Personal information
- Full name: Peter Goodwill Spooner
- Date of birth: 30 August 1910
- Place of birth: Hepscott, Northumberland, England
- Date of death: 1987 (aged 76–77)
- Height: 5 ft 7 in (1.70 m)
- Position: Outside left

Senior career*
- Years: Team / Apps / (Gls)
- Newbiggin United / ? / (?)
- 1928–1929: Ashington / 0 / (0)
- 1929–1930: Newcastle United (trial) / 0 / (0)
- 1930–1931: Bradford Park Avenue / 5 / (1)
- 1931–1933: York City / 57 / (13)
- 1933–1935: Sheffield United / 17 / (2)
- 1935–1939: York City / 132 / (29)
- 1939: Gateshead / 3 / (2)

= Peter Spooner =

English footballer

Peter Goodwill Spooner (30 August 1910 – 1987) was an English footballer.

==Career==
Spooner played for Newbiggin United before joining Ashington in 1928. He had trials with Newcastle United in 1929. He joined Bradford Park Avenue in 1930, making five appearances and scoring one goal in the league, before joining York City in the summer of 1931. He impressed at the club and joined Sheffield United for a fee of £500 in May 1993 after making 57 appearances and scoring 13 goals in the league.

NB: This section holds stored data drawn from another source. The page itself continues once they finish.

//! Shutdown coordination for the proxy.

use std::sync::Arc;

use tokio::sync::watch;

/// Coordinator for graceful shutdown.
///
/// A single lifetime token shared by the accept loop and every retry
/// loop. Uses a watch channel so that subscribers arriving after the
/// trigger still observe it.
#[derive(Clone)]
pub struct Shutdown {
    tx: Arc<watch::Sender<bool>>,
}

impl Shutdown {
    /// Create a new, untriggered coordinator.
    pub fn new() -> Self {
        let (tx, _) = watch::channel(false);
        Self { tx: Arc::new(tx) }
    }

    /// Trigger the shutdown signal. Idempotent.
    pub fn trigger(&self) {
        self.tx.send_replace(true);
    }

    /// Whether the signal has been triggered.
    pub fn is_triggered(&self) -> bool {
        *self.tx.borrow()
    }

    /// Subscribe to the shutdown signal.
    pub fn subscribe(&self) -> ShutdownSignal {
        ShutdownSignal {
            rx: self.tx.subscribe(),
        }
    }
}

impl Default for Shutdown {
    fn default() -> Self {
        Self::new()
    }
}

/// One subscriber's view of the shutdown signal.
pub struct ShutdownSignal {
    rx: watch::Receiver<bool>,
}

impl ShutdownSignal {
    /// Resolve once shutdown has been triggered. Returns immediately if
    /// it already was.
    pub async fn wait(&mut self) {
        // An error means every coordinator handle is gone; treat that as
        // a shutdown too.
        let _ = self.rx.wait_for(|triggered| *triggered).await;
    }
}
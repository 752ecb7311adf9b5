//! Upstream transport subsystem.
//!
//! # Data Flow
//! ```text
//! Request to upstream:
//!     → retry.rs (per-request policy from routing headers,
//!                 exponential backoff, "no healthy upstream" detection)
//!     → conditional.rs (HTTP/1.1 or cleartext HTTP/2 by wire version)
//!     → upstream
//! ```
//!
//! # Design Decisions
//! - The round-tripper capability is a trait so the retrier composes over
//!   any inner transport (and tests can script one)
//! - Retry decisions live entirely in this layer; the server only maps
//!   the final error to a status code
//! - Cancellation is fatal inside the retry loop: no further attempts or
//!   backoff sleeps once shutdown is triggered

pub mod conditional;
pub mod retry;

pub use conditional::ConditionalTransport;
pub use retry::RetryTransport;

use async_trait::async_trait;
use axum::body::Body;
use axum::http::{Request, Response};
use thiserror::Error;

/// Errors produced below the HTTP layer or by the retry loop.
#[derive(Debug, Error)]
pub enum TransportError {
    /// Connection, protocol, or timeout error from the inner client.
    #[error("upstream request failed: {0}")]
    Request(#[source] hyper_util::client::legacy::Error),

    /// The upstream accepted the connection but produced no response
    /// headers within the allowed window.
    #[error("timed out waiting for upstream response headers")]
    ResponseHeaderTimeout,

    /// The incoming request body could not be read for replay.
    #[error("failed to read request body: {0}")]
    RequestBody(#[source] axum::Error),

    /// The proxy is shutting down; the request was abandoned.
    #[error("request cancelled: proxy is shutting down")]
    Cancelled,

    /// The retry budget was exhausted without a deliverable response.
    #[error("all retry attempts failed for service '{original_host}' -> '{target_host}': {reason}. Service failed to scale up or is not passing probes")]
    RetriesExhausted {
        original_host: String,
        target_host: String,
        reason: String,
    },
}

/// The round-tripper capability: one request in, one response or error out.
#[async_trait]
pub trait Transport: Send + Sync {
    async fn round_trip(&self, req: Request<Body>) -> Result<Response<Body>, TransportError>;
}
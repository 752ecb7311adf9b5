//! Observability subsystem.
//!
//! # Data Flow
//! ```text
//! All subsystems produce:
//!     → logging.rs (structured tracing events)
//!     → metrics.rs (counters, histograms)
//!
//! Consumers:
//!     → Log aggregation (stdout)
//!     → Metrics endpoint (Prometheus scrape, optional)
//! ```
//!
//! # Design Decisions
//! - Structured fields over formatted strings
//! - A request id flows through the handler's log events
//! - Metrics are cheap (atomic increments); the exporter is opt-in

pub mod logging;
pub mod metrics;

After making 17 appearances and scoring two goals in the league for the club, he returned to York in 1935. In the FA Cup in the 1937–38 season, he scored against Coventry City in the third round and the winner against Middlesbrough in the fifth round. He left the club in May 1939, after making 132 appearances and scoring 29 goals in the league, and joined Gateshead, for whom he made three appearances and scored two goals in the league.